判決は仕入代金の支払いに関する事務の委託は準委任(民法656条)の性質を有するとした上で、「商品の仕入は加盟店の経営の根幹をなすものであり、加盟店経営者が独立の事業者として仕入代金の支払いについて具体的内容を知りたいと考えるのは当然」とまさに正しく、支払代行の意味について理解を示し、「本件発注システムによる仕入代金の支払いに関する被上告人から加盟店経営者への報告について本件契約に何らの定めがないからといって、受任者の報告義務(民法656条、645条)が認められない理由はない」ので「被上告人は、本件基本契約に基づき、上告人らの求めに応じて本件報告をする義務を負う。

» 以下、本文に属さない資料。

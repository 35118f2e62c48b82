//! Code generation and credential derivation for treevite.
//!
//! A login code has three derived representations, kept deliberately
//! separate: a slow salted Argon2id hash (verification only), a fast
//! deterministic keyed hash (row lookup only, since the salted hash cannot
//! be queried by equality), and a keyed fingerprint tagged with its key id
//! (audit/linkage only, survives rotation of the keying secret). Collapsing
//! any two of these would reintroduce either a timing oracle or an
//! unindexable login path.

use hmac::{Hmac, Mac};
use rand::prelude::IndexedRandom;
use sha2::Sha256;
use thiserror::Error;
use zeroize::Zeroizing;

type HmacSha256 = Hmac<Sha256>;

#[derive(Debug, Error)]
pub enum CryptoError {
    #[error("invalid kdf parameters")]
    InvalidParams(argon2::Error),
    #[error("key derivation failed")]
    DerivationFailed(argon2::Error),
    #[error("invalid key material")]
    InvalidKey,
}

const MIB: u32 = 1024;
const MEMORY_COST_KIB: u32 = 64 * MIB;

/// Characters allowed in the random segment of a code.
const CODE_CHARS: &[u8] = b"23456789abcdefghijkmnpqrstuvwxyzABCDEFGHJKLMNPQRSTUVWXYZ";

/// Characters allowed as the leading character: letters only, so a code can
/// never be mistaken for a number, and nothing that resembles 0 or 1.
const CODE_LEAD_CHARS: &[u8] = b"abcdefghijkmnpqrstuvwxyzABCDEFGHJKLMNPQRSTUVWXYZ";

/// Length of the random segment following the leading character.
pub const INVITE_CODE_RANDOM_LEN: usize = 9;

/// Length of a login code.
pub const LOGIN_CODE_LEN: usize = 12;

/// Length of a verification salt in bytes.
pub const SALT_LEN: usize = 16;

fn random_code(lead: usize, rest: usize) -> String {
    let mut rng = rand::rng();
    let mut code = String::with_capacity(lead + rest);
    for _ in 0..lead {
        code.push(*CODE_LEAD_CHARS.choose(&mut rng).unwrap() as char);
    }
    for _ in 0..rest {
        code.push(*CODE_CHARS.choose(&mut rng).unwrap() as char);
    }
    code
}

/// Generate one invite code: a non-ambiguous leading letter followed by a
/// fixed-length random segment.
///
/// Uniqueness is not guaranteed by construction; the storage layer enforces
/// it and the insert path retries on collision.
pub fn generate_invite_code() -> String {
    random_code(1, INVITE_CODE_RANDOM_LEN)
}

/// Generate a batch of invite codes.
pub fn generate_invite_codes(count: usize) -> Vec<String> {
    (0..count).map(|_| generate_invite_code()).collect()
}

/// Generate a login code. Issued in plaintext exactly once; only derived
/// values are ever stored.
pub fn generate_login_code() -> String {
    random_code(1, LOGIN_CODE_LEN - 1)
}

/// Generate a random salt for login-code verification hashing.
pub fn generate_salt() -> Vec<u8> {
    use rand::RngCore;
    let mut salt = vec![0u8; SALT_LEN];
    rand::rng().fill_bytes(&mut salt);
    salt
}

/// Hash a login code using Argon2id with a salt.
/// Returns hex-encoded 32-byte hash.
///
/// Deliberately expensive to resist offline brute-forcing; callers must not
/// assume verification is low-latency.
pub fn hash_login_code(code: &str, salt: &[u8]) -> Result<String, CryptoError> {
    let params = argon2::Params::new(MEMORY_COST_KIB, 3, 1, Some(32))
        .map_err(CryptoError::InvalidParams)?;

    let argon2 = argon2::Argon2::new(argon2::Algorithm::Argon2id, argon2::Version::V0x13, params);

    let mut hash = Zeroizing::new([0u8; 32]);

    argon2
        .hash_password_into(code.as_bytes(), salt, hash.as_mut())
        .map_err(CryptoError::DerivationFailed)?;

    Ok(hex::encode(hash.as_ref()))
}

/// Verify a submitted login code against a stored verification hash using a
/// constant-time comparison.
pub fn verify_login_code(code: &str, salt: &[u8], stored_hex: &str) -> Result<bool, CryptoError> {
    let computed = hash_login_code(code, salt)?;
    Ok(subtle::ConstantTimeEq::ct_eq(computed.as_bytes(), stored_hex.as_bytes()).into())
}

/// Deterministic keyed lookup hash of a login code.
///
/// Used purely to narrow the candidate row before verification; never for
/// verification itself.
pub fn lookup_hash(code: &str, pepper: &[u8]) -> Result<String, CryptoError> {
    let mut mac = <HmacSha256 as Mac>::new_from_slice(pepper).map_err(|_| CryptoError::InvalidKey)?;
    mac.update(b"treevite.lookup");
    mac.update(code.as_bytes());
    Ok(hex::encode(mac.finalize().into_bytes()))
}

/// Keyed audit fingerprint of a login code, rendered `"{key_id}:{hex}"`.
///
/// The key id tag lets the keying secret rotate without invalidating
/// historical records' identifiability. Audit/linkage only.
pub fn fingerprint(code: &str, key: &[u8], key_id: &str) -> Result<String, CryptoError> {
    let mut mac = <HmacSha256 as Mac>::new_from_slice(key).map_err(|_| CryptoError::InvalidKey)?;
    mac.update(b"treevite.fingerprint");
    mac.update(code.as_bytes());
    Ok(format!("{}:{}", key_id, hex::encode(mac.finalize().into_bytes())))
}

」と判示したものである。

 この判示は極めて正当であり、フランチャイズ契約条項上明文の規定がなくとも、本部に受任者の報告義務に関する民法の適用がある、という基本的な法適用原則を確認したところに意義があると評価できる。
これまでセブン−イレブン本部は、フランチャイズ契約に民法の適用がない等と主張し、また、原審判決もそれに沿った判断をしていたものであるから、本件判決が今後のフランチャイズ訴訟に与える影響も少なくない。

 報告義務を負うべき本件報告の具体的内容について、原審差し戻しとなったが、報告義務があることは本件判決が明示しているものであり、あとは単に技術的な議論のみが残っているというべきであるから、加盟店のほぼ全面勝訴といって良いだろう。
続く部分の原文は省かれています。